The result is our new homepage.

NextStage’s largest profits come from Memberships, Research/Consulting, Trainings and Surveys. Our tools get lots of use and end up being consulting engagements for most users. The tool question we get asked most often is “Which tool should I use to do …?” and Joseph and his crew end up working for free by demonstrating the tools, something I’m putting a stop to with this new design and direction.

Everything NextStage does is built on a base technology. One of our early investors prophetically told us “You folks have invented plastic. You’re like BASF; you don’t make the basketball, you make it better. You don’t make the milk bottle, you make the milk bottle better.”

Joseph’s creating a base, disruptive technology is impressive from a science perspective but rotten from a marketing perspective.

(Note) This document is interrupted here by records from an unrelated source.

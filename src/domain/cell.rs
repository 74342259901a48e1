/// Cell is the unit of state in the universe.
/// Each cell is either Dead or Alive, never anything else.
#[derive(Clone, Copy, PartialEq, Eq, Debug, Default, Hash)]
pub enum Cell {
    #[default]
    Dead,
    Alive,
}

impl Cell {
    /// Check if the cell is currently alive
    pub const fn is_alive(self) -> bool {
        matches!(self, Cell::Alive)
    }

    pub const fn toggle(self) -> Self {
        match self {
            Cell::Alive => Cell::Dead,
            Cell::Dead => Cell::Alive,
        }
    }

    /// Next state under B3/S23:
    /// 1. Live cell with 2-3 neighbors survives
    /// 2. Dead cell with exactly 3 neighbors becomes alive
    /// 3. Everything else is dead next generation
    pub const fn evolve(self, neighbors: u8) -> Self {
        match (self, neighbors) {
            (Cell::Alive, 2 | 3) => Cell::Alive,
            (Cell::Dead, 3) => Cell::Alive,
            _ => Cell::Dead,
        }
    }

    /// Decode a pattern-file character. Only `'1'` is alive.
    pub const fn from_digit(c: char) -> Self {
        match c {
            '1' => Cell::Alive,
            _ => Cell::Dead,
        }
    }

    pub const fn to_digit(self) -> char {
        match self {
            Cell::Alive => '1',
            Cell::Dead => '0',
        }
    }
}

impl From<bool> for Cell {
    fn from(alive: bool) -> Self {
        if alive { Cell::Alive } else { Cell::Dead }
    }
}
use std::fmt;

use rand::Rng;

use super::Cell;

/// Grid holds a bounded `rows × cols` rectangle of cells in row-major order.
/// Positions outside the rectangle do not exist: there is no wrapping.
#[derive(Clone, Debug, Default, PartialEq, Eq)]
pub struct Grid {
    rows: usize,
    cols: usize,
    cells: Vec<Cell>,
}

impl Grid {
    /// Create a new grid with all cells initially dead
    pub fn new(rows: usize, cols: usize) -> Self {
        Self {
            rows,
            cols,
            cells: vec![Cell::Dead; rows * cols],
        }
    }

    /// Build a grid from rows of `'1'`/`'0'` characters.
    /// The widest row sets the column count; shorter rows are dead-filled.
    pub fn from_digit_rows<S: AsRef<str>>(rows: &[S]) -> Self {
        let cols = rows
            .iter()
            .map(|row| row.as_ref().chars().count())
            .max()
            .unwrap_or(0);
        let mut grid = Self::new(rows.len(), cols);
        for (r, row) in rows.iter().enumerate() {
            for (c, ch) in row.as_ref().chars().enumerate() {
                grid.set(r, c, Cell::from_digit(ch));
            }
        }
        grid
    }

    /// (rows, cols)
    pub const fn dimensions(&self) -> (usize, usize) {
        (self.rows, self.cols)
    }

    pub const fn is_empty(&self) -> bool {
        self.rows == 0 || self.cols == 0
    }

    const fn get_index(&self, row: usize, col: usize) -> usize {
        row * self.cols + col
    }

    /// Get cell at position (with bounds checking)
    pub fn get(&self, row: usize, col: usize) -> Option<Cell> {
        (row < self.rows && col < self.cols).then(|| self.cells[self.get_index(row, col)])
    }

    /// Set cell at position; out-of-bounds writes are ignored
    pub fn set(&mut self, row: usize, col: usize, cell: Cell) {
        if row < self.rows && col < self.cols {
            let idx = self.get_index(row, col);
            self.cells[idx] = cell;
        }
    }

    /// Count live cells in the Moore neighborhood of `(row, col)`.
    /// Neighbors that fall outside the grid count as dead.
    pub fn count_live_neighbors(&self, row: usize, col: usize) -> u8 {
        (-1isize..=1)
            .flat_map(|dr| (-1isize..=1).map(move |dc| (dr, dc)))
            .filter(|&(dr, dc)| dr != 0 || dc != 0)
            .filter_map(|(dr, dc)| {
                let r = row.checked_add_signed(dr)?;
                let c = col.checked_add_signed(dc)?;
                self.get(r, c)
            })
            .filter(|cell| cell.is_alive())
            .count() as u8
    }

    /// Pure evolution: every next state is computed from `self` into a fresh grid
    pub fn evolve(&self) -> Self {
        let cells = self
            .iter_cells()
            .map(|(row, col, current)| current.evolve(self.count_live_neighbors(row, col)))
            .collect();

        Self {
            rows: self.rows,
            cols: self.cols,
            cells,
        }
    }

    /// Clear all cells to dead state
    pub fn clear(mut self) -> Self {
        self.cells.iter_mut().for_each(|cell| *cell = Cell::Dead);
        self
    }

    /// Set each cell alive independently with probability `alive_percentage / 100`.
    /// Values above 100 behave like 100.
    pub fn randomize<R: Rng + ?Sized>(mut self, alive_percentage: u8, rng: &mut R) -> Self {
        let p = f64::from(alive_percentage.min(100)) / 100.0;
        self.cells
            .iter_mut()
            .for_each(|cell| *cell = Cell::from(rng.random_bool(p)));
        self
    }

    /// Number of live cells
    pub fn population(&self) -> usize {
        self.cells.iter().filter(|cell| cell.is_alive()).count()
    }

    /// Iterate over all cells with their positions, row by row
    pub fn iter_cells(&self) -> impl Iterator<Item = (usize, usize, Cell)> + '_ {
        self.cells
            .iter()
            .enumerate()
            .map(|(idx, &cell)| (idx / self.cols, idx % self.cols, cell))
    }

    /// Iterate over rows as slices
    pub fn rows(&self) -> impl Iterator<Item = &[Cell]> + '_ {
        // chunks_exact panics on a zero chunk size
        self.cells.chunks_exact(self.cols.max(1)).take(self.rows)
    }
}

/// Writes the grid in pattern-file form: a `rows cols` header, then one digit row per line.
impl fmt::Display for Grid {
    fn fmt(&self, f: &mut fmt::Formatter<'_>) -> fmt::Result {
        writeln!(f, "{} {}", self.rows, self.cols)?;
        for row in self.rows() {
            let line: String = row.iter().map(|cell| cell.to_digit()).collect();
            writeln!(f, "{line}")?;
        }
        Ok(())
    }
}
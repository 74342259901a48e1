mod config;
mod simulation;
mod universe;

pub use config::{ConfigError, DEFAULT_DELAY, InitialPattern, RunConfig};
pub use simulation::{RunSummary, Simulation, SimulationConfig};
pub use universe::{EngineState, Universe, UniverseError};
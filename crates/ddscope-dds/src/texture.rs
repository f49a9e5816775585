//! The loaded texture: owned buffer plus everything derived from it.

use std::ops::Range;

use crate::extract::{data_offset, extract_levels, LevelRecord};
use crate::format::{Compression, DxgiFormat};
use crate::header::{AlphaMode, DdsHeader, DdsHeaderDxt10};
use crate::layout::{compute_layout, ChannelBits, Dimensions, PixelLayout};
use crate::resolve::{resolve_format, ColorTransform, ResolvedFormat};
use crate::{Diagnostics, Error};

/// Borrowed view of one mip level of one array slice.
#[derive(Debug, Clone, Copy, PartialEq, Eq)]
pub struct ImageLevel<'a> {
    pub width: u32,
    pub height: u32,
    pub depth: u32,
    pub data: &'a [u8],
}

/// Result of a successful verification.
#[derive(Debug, Clone, Copy, PartialEq, Eq)]
struct Verified {
    resolved: ResolvedFormat,
    layout: PixelLayout,
    declared: Dimensions,
}

/// A DDS file and its resolved format, layout and image levels.
///
/// Loading parses and verifies the headers; image levels are carved out
/// separately by [`DdsTexture::populate_image_data`]. Each operation returns
/// a [`Diagnostics`] log that must be checked for fatal entries before any
/// derived value is trusted.
///
/// # Example
///
/// ```no_run
/// use ddscope_dds::DdsTexture;
///
/// let data = std::fs::read("texture.dds")?;
/// let (texture, diagnostics) = DdsTexture::from_bytes(data);
/// if !diagnostics.is_fatal() {
///     for level in texture.levels() {
///         println!("{}x{}: {} bytes", level.width, level.height, level.data.len());
///     }
/// }
/// # Ok::<(), Box<dyn std::error::Error>>(())
/// ```
#[derive(Debug, Default, Clone)]
pub struct DdsTexture {
    buffer: Vec<u8>,
    header: Option<DdsHeader>,
    dxt10: Option<DdsHeaderDxt10>,
    /// Cached verification log; verification runs at most once per load.
    verification: Option<Diagnostics>,
    verified: Option<Verified>,
    dimensions: Dimensions,
    levels: Vec<LevelRecord>,
}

Being able to do a diversity of things confuses businesses who want small companies to do one thing. They really prefer small businesses that do one thing that’s easily described. Every time someone asks Joseph what NextStage does and he says “We analyze how people interact with information in their environment” I cringe. It’s completely accurate and completely useless.

NextStage has an incredible number of offerings between papers, podcasts, tools, trainings and the list goes on and on. There would be more tools and trainings if I didn’t put my foot down.

The end result of all this is that the KnowledgeShop is going away and we’re consolidating everything into one site (except for the blogs and I’m rethinking those, too). We’re limiting our offerings even though everything will still be offered, just under fewer headings.

NextStage members will make out like bandits in all this; with the exception of a few tools, they now have access to everything we do as part of their membership. This includes most tools, papers, research briefs, presos, podcasts and their discounts still apply to what we do sell (trainings, webinars, etc). Memberships were $100/year, now they’re $250/year. Membership also includes two webinars and two personal site assessments per year free. We think that’s a good deal and hope you do, too.

Managing an office is a challenge, managing a small business is more so, managing Joseph and his lot…priceless.